Von Benedikt Warmbrunn, München

Als eigentlich schon nichts mehr zu sagen war, durfte Thomas Müller ans Mikrofon. Der Medizinerchor hatte ausgesprochen andächtige Lieder gesungen, vom grünen Tannenbaum, von der stillen Nacht, von der oh so fröhlichen Weihnachtszeit, und auch vom Ros, dem entsprungenen; begleitet von der Blaskapelle Höhenkirchen-Siegertsbrunn. Die Spieler des FC Bayern waren eine ausgesprochen andächtige Stadionrunde gelaufen, ergriffen mitgesungen hatte niemand. Nun standen sie vor den singenden Medizinern und der Blaskapelle, und Müller, der Kapitän, musste also ans Mikrofon.
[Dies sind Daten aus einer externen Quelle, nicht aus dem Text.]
//! Storage configuration and path management for the launcher.
//!
//! All on-disk locations are resolved here so tests can point the whole
//! launcher at a temp directory with [`StorageConfig::with_root`].
//!
//! ```text
//! ~/.game-launcher/
//! ├── config.json    # LauncherConfig
//! └── logs/          # launcher_YYYYmmdd_HHMMSS.log, one per run
//! ```

use std::path::{Path, PathBuf};

const DATA_DIR_NAME: &str = ".game-launcher";

/// Central configuration for launcher storage paths.
///
/// Production code uses `StorageConfig::default()` which points to
/// `~/.game-launcher/`. Tests use `StorageConfig::with_root(temp_dir)`.
#[derive(Debug, Clone)]
pub struct StorageConfig {
    root: PathBuf,
}

impl Default for StorageConfig {
    fn default() -> Self {
        let home = dirs::home_dir().unwrap_or_else(std::env::temp_dir);
        Self {
            root: home.join(DATA_DIR_NAME),
        }
    }
}

impl StorageConfig {
    /// Creates a StorageConfig with a custom root directory.
    pub fn with_root(root: PathBuf) -> Self {
        Self { root }
    }

    /// Returns the root directory for launcher data.
    pub fn root(&self) -> &Path {
        &self.root
    }

    /// Path to config.json (launcher preferences).
    pub fn config_file(&self) -> PathBuf {
        self.root.join("config.json")
    }

    /// Path to logs/ directory.
    pub fn logs_dir(&self) -> PathBuf {
        self.root.join("logs")
    }
}
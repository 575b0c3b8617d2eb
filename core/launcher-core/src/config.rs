//! Launcher configuration loading and saving.
//!
//! Missing files fall back to defaults; a malformed file is reported with a
//! warning and also falls back to defaults, so a bad edit never stops the
//! launcher from starting.

use crate::error::{LauncherError, Result};
use crate::manager::ManagerSettings;
use crate::scanner::ScanOptions;
use crate::storage::StorageConfig;
use fs_err as fs;
use serde::{Deserialize, Serialize};
use std::path::{Path, PathBuf};
use std::time::Duration;

pub const DEFAULT_POLL_INTERVAL_MS: u64 = 2_000;
pub const DEFAULT_LAUNCH_SETTLE_MS: u64 = 500;
pub const DEFAULT_CLOSE_TIMEOUT_MS: u64 = 5_000;
/// Floor for `poll_interval_ms`; anything lower would spin on the manager lock.
pub const MIN_POLL_INTERVAL_MS: u64 = 100;

pub(crate) const DEFAULT_EXECUTABLE_EXTENSIONS: &[&str] =
    &["exe", "lnk", "bat", "cmd", "sh", "desktop", "url"];
const DEFAULT_SHORTCUT_EXTENSIONS: &[&str] = &["lnk", "url", "desktop"];

/// User preferences, stored as JSON in `config.json`.
#[derive(Debug, Clone, PartialEq, Eq, Serialize, Deserialize)]
#[serde(default)]
pub struct LauncherConfig {
    /// Directory scanned when no directory is given on the command line.
    pub games_dir: Option<PathBuf>,
    /// Reconcile cadence.
    pub poll_interval_ms: u64,
    /// Delay after spawning before a launch is reported.
    pub launch_settle_ms: u64,
    /// How long close waits for graceful exit before killing.
    pub close_timeout_ms: u64,
    /// Extensions (without dot) the scanner treats as games.
    pub executable_extensions: Vec<String>,
    /// Extensions started through the platform opener.
    pub shortcut_extensions: Vec<String>,
    /// Program (plus leading arguments) used to open shortcuts instead of the
    /// platform default. The shortcut path is appended as the last argument.
    pub shortcut_opener: Option<Vec<String>>,
}

impl Default for LauncherConfig {
    fn default() -> Self {
        Self {
            games_dir: None,
            poll_interval_ms: DEFAULT_POLL_INTERVAL_MS,
            launch_settle_ms: DEFAULT_LAUNCH_SETTLE_MS,
            close_timeout_ms: DEFAULT_CLOSE_TIMEOUT_MS,
            executable_extensions: to_strings(DEFAULT_EXECUTABLE_EXTENSIONS),
            shortcut_extensions: to_strings(DEFAULT_SHORTCUT_EXTENSIONS),
            shortcut_opener: None,
        }
    }
}

impl LauncherConfig {
    pub fn poll_interval(&self) -> Duration {
        if self.poll_interval_ms < MIN_POLL_INTERVAL_MS {
            tracing::warn!(
                configured_ms = self.poll_interval_ms,
                using_ms = MIN_POLL_INTERVAL_MS,
                "poll_interval_ms too small"
            );
        }
        Duration::from_millis(self.poll_interval_ms.max(MIN_POLL_INTERVAL_MS))
    }

    /// Settings for [`crate::GameManager`].
    pub fn manager_settings(&self) -> ManagerSettings {
        ManagerSettings {
            launch_settle: Duration::from_millis(self.launch_settle_ms),
            close_timeout: Duration::from_millis(self.close_timeout_ms),
            shortcut_extensions: self.shortcut_extensions.clone(),
            shortcut_opener: self
                .shortcut_opener
                .clone()
                .filter(|argv| !argv.is_empty()),
            ..ManagerSettings::default()
        }
    }

    /// Options for [`crate::scan_games_directory`].
    pub fn scan_options(&self) -> ScanOptions {
        ScanOptions {
            executable_extensions: self.executable_extensions.clone(),
            ..ScanOptions::default()
        }
    }
}

pub(crate) fn to_strings(values: &[&str]) -> Vec<String> {
    values.iter().map(|value| value.to_string()).collect()
}

/// Loads the configuration, returning defaults if the file is missing or unreadable.
pub fn load_config(storage: &StorageConfig) -> LauncherConfig {
    let path = storage.config_file();
    match read_config(&path) {
        Ok(Some(config)) => config,
        Ok(None) => LauncherConfig::default(),
        Err(err) => {
            tracing::warn!(error = %err, path = %path.display(), "Using default configuration");
            LauncherConfig::default()
        }
    }
}

/// Reads a configuration file. `Ok(None)` means the file does not exist.
pub fn read_config(path: &Path) -> Result<Option<LauncherConfig>> {
    let content = match fs::read_to_string(path) {
        Ok(content) => content,
        Err(err) if err.kind() == std::io::ErrorKind::NotFound => return Ok(None),
        Err(source) => {
            return Err(LauncherError::Io {
                context: "reading configuration".to_string(),
                source,
            })
        }
    };

    serde_json::from_str(&content)
        .map(Some)
        .map_err(|err| LauncherError::ConfigMalformed {
            path: path.to_path_buf(),
            details: err.to_string(),
        })
}

/// Saves the configuration to disk atomically (write to tmp, then rename).
pub fn save_config(storage: &StorageConfig, config: &LauncherConfig) -> Result<()> {
    let path = storage.config_file();
    if let Some(parent) = path.parent() {
        fs::create_dir_all(parent).map_err(|source| LauncherError::Io {
            context: "creating data directory".to_string(),
            source,
        })?;
    }

    let payload = serde_json::to_string_pretty(config).map_err(|source| LauncherError::Json {
        context: "serializing configuration".to_string(),
        source,
    })?;
    let tmp_path = path.with_extension("json.tmp");
    fs::write(&tmp_path, payload).map_err(|source| LauncherError::Io {
        context: "writing configuration".to_string(),
        source,
    })?;
    fs::rename(&tmp_path, &path).map_err(|source| LauncherError::Io {
        context: "committing configuration".to_string(),
        source,
    })
}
Er dankte den Fans für die Unterstützung in diesem Jahr, fügte hinzu, dass die Mannschaft in den vergangenen Wochen auch das Ihrige dazu beigetragen habe. Ja, sagte Müller, "und jetzt sind wir ein bissl müde".

Kurze Unterbrechung in der Weihnachtsansprache, Müller lauschte jetzt David Alaba, der sich in eine weihnachtsrote Decke gewickelt hatte. Müller lachte. Er sprach wieder ins Mikrofon.

"A bissl is' gut, sagt der David Alaba." Daraufhin freuten sich alle sehr.

Welcher Eindruck zählt - erste oder zweite Halbzeit?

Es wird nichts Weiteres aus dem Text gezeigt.